**WHAT YOU HAVE TO DO**
I need every line of the material below that includes the string "InvalidInput".

◇ ◇ ◇ ◇ ◇ ◇ ◇

use thiserror::Error;

/// Platform-level error vocabulary.
///
/// Component crates define their own error enums and convert into this one
/// at the choreography boundary; the gateway maps `code()` onto HTTP status.
#[derive(Debug, Error)]
pub enum PlatformError {
    #[error("not found: {0}")]
    NotFound(String),

    #[error("invalid input: {0}")]
    InvalidInput(String),

    #[error("invalid state transition: {0}")]
    InvalidStateTransition(String),

    #[error("external failure ({source_name}): {reason}")]
    ExternalFailure { source_name: String, reason: String },

    #[error("timeout after {ms}ms")]
    Timeout { ms: u64 },

    #[error("parse failure: {0}")]
    Parse(String),

    #[error("operation cancelled")]
    Cancelled,

    #[error("configuration error: {0}")]
    Config(String),

    #[error("storage error: {0}")]
    Storage(String),

    #[error("internal error: {0}")]
    Internal(String),
}

impl PlatformError {
    /// Short stable error code string for API responses and log correlation.
    pub fn code(&self) -> &'static str {
        match self {
            PlatformError::NotFound(_) => "NOT_FOUND",
            PlatformError::InvalidInput(_) => "INVALID_INPUT",
            PlatformError::InvalidStateTransition(_) => "INVALID_STATE",
            PlatformError::ExternalFailure { .. } => "EXTERNAL_FAILURE",
            PlatformError::Timeout { .. } => "TIMEOUT",
            PlatformError::Parse(_) => "PARSE_FAILURE",
            PlatformError::Cancelled => "CANCELLED",
            PlatformError::Config(_) => "CONFIG_ERROR",
            PlatformError::Storage(_) => "STORAGE_ERROR",
            PlatformError::Internal(_) => "INTERNAL_ERROR",
        }
    }

    pub fn external(source_name: impl Into<String>, reason: impl Into<String>) -> Self {
        PlatformError::ExternalFailure {
            source_name: source_name.into(),
            reason: reason.into(),
        }
    }
}

impl From<serde_json::Error> for PlatformError {
    fn from(e: serde_json::Error) -> Self {
        PlatformError::Parse(e.to_string())
    }
}

pub type Result<T> = std::result::Result<T, PlatformError>;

◇ ◇ ◇ ◇ ◇ ◇ ◇

**ANSWER FOR THE TASK**
    InvalidInput(String),
            PlatformError::InvalidInput(_) => "INVALID_INPUT",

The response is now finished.